New Administration Displays Old, Naïve Understanding of Science

In a stunningly biased headline this week, The Washington Post said “Obama Aims to Shield Science from Politics.” Well that is certainly one interpretation of the Administration’s announcement that it will fund new embryo-destructive research! Of course, this is nothing new. It has been an anti-Bush mantra of the hard Left for some years now that there is “A Republican War on Science,” to borrow Chris Mooney’s delightfully fatuous phrase.
In the debate over how to teach evolution in public schools, we often hear Darwinists cry, “Science is not democratic.” To which I’ve heard John West sagely reply a thousand times, “But public policy is!”
The recent headlines, and the Administration’s own rhetoric, regarding the President’s decision to have taxpayers (many of whom are morally opposed) fund new embryo-destructive research display the same naiveté in demarcating politics and science. It seems not to occur to certain folks that the answer to the question, “Is it good policy to Federally fund embryo-destructive research?” is not a scientific one. Rather, this sort of answer involves questions of a moral and prudential (political) nature.
As Robert George and Eric Cohen note, the new President’s position is itself highly political:

It is red meat to his Bush-hating base, yet pays no more than lip service to recent scientific breakthroughs that make possible the production of cells that are biologically equivalent to embryonic stem cells without the need to create or kill human embryos. Inexplicably — apart from political motivations — Mr. Obama revoked not only the Bush restrictions on embryo destructive research funding, but also the 2007 executive order that encourages the National Institutes of Health to explore non-embryo-destructive sources of stem cells.

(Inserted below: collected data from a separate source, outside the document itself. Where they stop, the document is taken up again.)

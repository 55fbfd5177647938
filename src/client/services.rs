//! External Services Client
//!
//! HTTP client for the collaborators a session consumes but does not
//! implement: the question service (problem lookup and code execution) and
//! the coding assistant. Both answer with the envelope
//! `{ "success": bool, "data": ..., "message": ... }`.
//!
//! Failures here never touch the sync state. A failed execution becomes a
//! report in which every case failed; a failed assistant call becomes an
//! apology entry in the chat panel.

use crate::shared::language::Language;
use reqwest::Client;
use serde::de::DeserializeOwned;
use serde::{Deserialize, Serialize};
use thiserror::Error;

/// Reply shown when the assistant answers with `success: false`
pub const ASSISTANT_ERROR_REPLY: &str = "Sorry, I encountered an error. Please try again.";

/// Reply shown when the assistant cannot be reached
pub const ASSISTANT_UNAVAILABLE_REPLY: &str =
    "Unable to connect to the chatbot service. Please try again later.";

/// External service failures
#[derive(Debug, Error)]
pub enum ServiceError {
    #[error("{0} service URL is not configured")]
    NotConfigured(&'static str),
    #[error("network error: {0}")]
    Network(#[from] reqwest::Error),
    #[error("request failed with status {0}")]
    Status(u16),
    #[error("{0}")]
    Rejected(String),
    #[error("no test cases available")]
    NoTestCases,
}

/// Response envelope shared by both services
#[derive(Debug, Clone, Deserialize)]
pub struct Envelope<T> {
    pub success: bool,
    pub data: Option<T>,
    pub message: Option<String>,
}

impl<T> Envelope<T> {
    /// Payload of a successful response
    pub fn into_result(self, fallback: &str) -> Result<T, ServiceError> {
        match (self.success, self.data) {
            (true, Some(data)) => Ok(data),
            _ => Err(ServiceError::Rejected(
                self.message.unwrap_or_else(|| fallback.to_string()),
            )),
        }
    }
}

/// One input/expected-output pair
#[derive(Debug, Clone, Serialize, Deserialize, PartialEq, Eq)]
#[serde(rename_all = "camelCase")]
pub struct TestCase {
    #[serde(default)]
    pub input: String,
    #[serde(default)]
    pub expected_output: String,
}

/// Worked example attached to a question
#[derive(Debug, Clone, Serialize, Deserialize, PartialEq, Eq)]
pub struct Example {
    #[serde(default)]
    pub input: Option<String>,
    #[serde(default)]
    pub output: Option<String>,
    #[serde(default)]
    pub explanation: Option<String>,
}

/// Problem being solved in the session
#[derive(Debug, Clone, Serialize, Deserialize, PartialEq, Eq, Default)]
#[serde(rename_all = "camelCase")]
pub struct Question {
    #[serde(default, alias = "_id")]
    pub id: Option<String>,
    #[serde(default)]
    pub title: String,
    #[serde(default)]
    pub description: String,
    #[serde(default)]
    pub difficulty: Option<String>,
    #[serde(default)]
    pub examples: Vec<Example>,
    #[serde(default)]
    pub test_cases: Vec<TestCase>,
}

/// Test cases to run for `question`
///
/// Prefers the explicit test cases and falls back to the worked examples.
pub fn select_test_cases(question: &Question) -> Vec<TestCase> {
    if !question.test_cases.is_empty() {
        return question.test_cases.clone();
    }
    question
        .examples
        .iter()
        .map(|example| TestCase {
            input: example.input.clone().unwrap_or_default(),
            expected_output: example.output.clone().unwrap_or_default(),
        })
        .collect()
}

/// Outcome of one test case
#[derive(Debug, Clone, Serialize, Deserialize, PartialEq, Eq)]
#[serde(rename_all = "camelCase")]
pub struct TestResult {
    #[serde(default)]
    pub input: String,
    #[serde(default)]
    pub expected_output: String,
    #[serde(default)]
    pub actual_output: String,
    pub passed: bool,
    #[serde(default)]
    pub test_case_number: usize,
}

/// Result of running the shared code against a set of test cases
#[derive(Debug, Clone, Serialize, Deserialize, PartialEq, Eq, Default)]
pub struct ExecutionReport {
    #[serde(default)]
    pub results: Vec<TestResult>,
    #[serde(default)]
    pub output: String,
}

impl ExecutionReport {
    /// Report in which every case failed with `reason`
    pub fn failed(test_cases: &[TestCase], reason: &str) -> Self {
        let results = test_cases
            .iter()
            .enumerate()
            .map(|(idx, case)| TestResult {
                input: case.input.clone(),
                expected_output: case.expected_output.clone(),
                actual_output: format!("Error: {}", reason),
                passed: false,
                test_case_number: idx + 1,
            })
            .collect();
        Self {
            results,
            output: format!("Error executing code: {}", reason),
        }
    }

    pub fn passed_count(&self) -> usize {
        self.results.iter().filter(|r| r.passed).count()
    }

    pub fn all_passed(&self) -> bool {
        !self.results.is_empty() && self.passed_count() == self.results.len()
    }

    /// Human-readable summary of the results
    pub fn summary(&self) -> String {
        let mut out = format!(
            "Results: {}/{} test cases passed.\n\n",
            self.passed_count(),
            self.results.len()
        );
        for result in &self.results {
            out.push_str(&format!(
                "Test Case {}: {}\n  Input: {}\n  Expected: {}\n  Got: {}\n\n",
                result.test_case_number,
                if result.passed { "PASSED" } else { "FAILED" },
                result.input,
                result.expected_output,
                result.actual_output
            ));
        }
        out.push_str(if self.all_passed() {
            "All test cases passed!"
        } else {
            "Some test cases failed."
        });
        out
    }
}

#[derive(Debug, Serialize)]
#[serde(rename_all = "camelCase")]
struct ExecuteRequest<'a> {
    code: &'a str,
    language: &'a str,
    test_cases: &'a [TestCase],
}

/// Editor state sent along with an assistant question
#[derive(Debug, Clone, Serialize, Default)]
#[serde(rename_all = "camelCase")]
pub struct AssistantContext {
    pub question_id: Option<String>,
    pub question: Option<String>,
    pub code: String,
    pub language: String,
}

#[derive(Debug, Serialize)]
struct AssistantRequest<'a> {
    message: &'a str,
    mode: &'static str,
    context: &'a AssistantContext,
}

#[derive(Debug, Deserialize)]
struct AssistantReply {
    response: String,
}

/// Client for the question and assistant services
#[derive(Debug, Clone)]
pub struct ServiceClient {
    client: Client,
    questions_url: Option<String>,
    chatbot_url: Option<String>,
}

impl ServiceClient {
    pub fn new(questions_url: Option<String>, chatbot_url: Option<String>) -> Self {
        Self {
            client: Client::new(),
            questions_url: questions_url.map(|u| u.trim_end_matches('/').to_string()),
            chatbot_url: chatbot_url.map(|u| u.trim_end_matches('/').to_string()),
        }
    }

    /// Look up a question by id
    pub async fn fetch_question(&self, id: &str) -> Result<Question, ServiceError> {
        let base = self
            .questions_url
            .as_deref()
            .ok_or(ServiceError::NotConfigured("questions"))?;
        let response = self
            .client
            .get(format!("{}/api/questions/{}", base, id))
            .send()
            .await?;
        read_envelope::<Question>(response)
            .await?
            .into_result("Failed to load question")
    }

    /// Run `code` against `test_cases` on the execution service
    pub async fn execute(
        &self,
        code: &str,
        language: Language,
        test_cases: &[TestCase],
    ) -> Result<ExecutionReport, ServiceError> {
        if test_cases.is_empty() {
            return Err(ServiceError::NoTestCases);
        }
        let base = self
            .questions_url
            .as_deref()
            .ok_or(ServiceError::NotConfigured("questions"))?;
        let request = ExecuteRequest {
            code,
            language: language.as_str(),
            test_cases,
        };
        let response = self
            .client
            .post(format!("{}/api/questions/execute", base))
            .json(&request)
            .send()
            .await?;
        read_envelope::<ExecutionReport>(response)
            .await?
            .into_result("Execution failed")
    }

    /// Run code, turning any failure into an all-failed report
    pub async fn execute_or_report(
        &self,
        code: &str,
        language: Language,
        test_cases: &[TestCase],
    ) -> ExecutionReport {
        match self.execute(code, language, test_cases).await {
            Ok(report) => report,
            Err(e) => {
                tracing::warn!("[Services] Execution failed: {}", e);
                ExecutionReport::failed(test_cases, &e.to_string())
            }
        }
    }

    /// Ask the coding assistant
    pub async fn ask_assistant(
        &self,
        message: &str,
        context: &AssistantContext,
    ) -> Result<String, ServiceError> {
        let base = self
            .chatbot_url
            .as_deref()
            .ok_or(ServiceError::NotConfigured("chatbot"))?;
        let request = AssistantRequest {
            message,
            mode: "coding",
            context,
        };
        let response = self
            .client
            .post(format!("{}/api/chatbot/chat", base))
            .json(&request)
            .send()
            .await?;
        let reply = read_envelope::<AssistantReply>(response)
            .await?
            .into_result(ASSISTANT_ERROR_REPLY)?;
        Ok(reply.response)
    }

    /// Assistant reply text, or the apology to show instead
    pub async fn assistant_reply(&self, message: &str, context: &AssistantContext) -> String {
        match self.ask_assistant(message, context).await {
            Ok(reply) => reply,
            Err(ServiceError::Rejected(reason)) => {
                tracing::warn!("[Services] Assistant rejected request: {}", reason);
                ASSISTANT_ERROR_REPLY.to_string()
            }
            Err(e) => {
                tracing::warn!("[Services] Assistant unavailable: {}", e);
                ASSISTANT_UNAVAILABLE_REPLY.to_string()
            }
        }
    }
}

async fn read_envelope<T: DeserializeOwned>(
    response: reqwest::Response,
) -> Result<Envelope<T>, ServiceError> {
    let status = response.status();
    match response.json::<Envelope<T>>().await {
        Ok(envelope) => Ok(envelope),
        Err(_) if !status.is_success() => Err(ServiceError::Status(status.as_u16())),
        Err(e) => Err(ServiceError::Network(e)),
    }
}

Americans should never back down when they are told that they are to leave science policy to the technocratic experts (see Yuval Levin’s excellent defense of this point). This same principle applies to the debate over how evolution should be taught: This debate involves more than just the objective “facts” of science; it touches on everything from philosophical anthropology to the wise use of limited public time and money. This is a democratic debate and should remain so.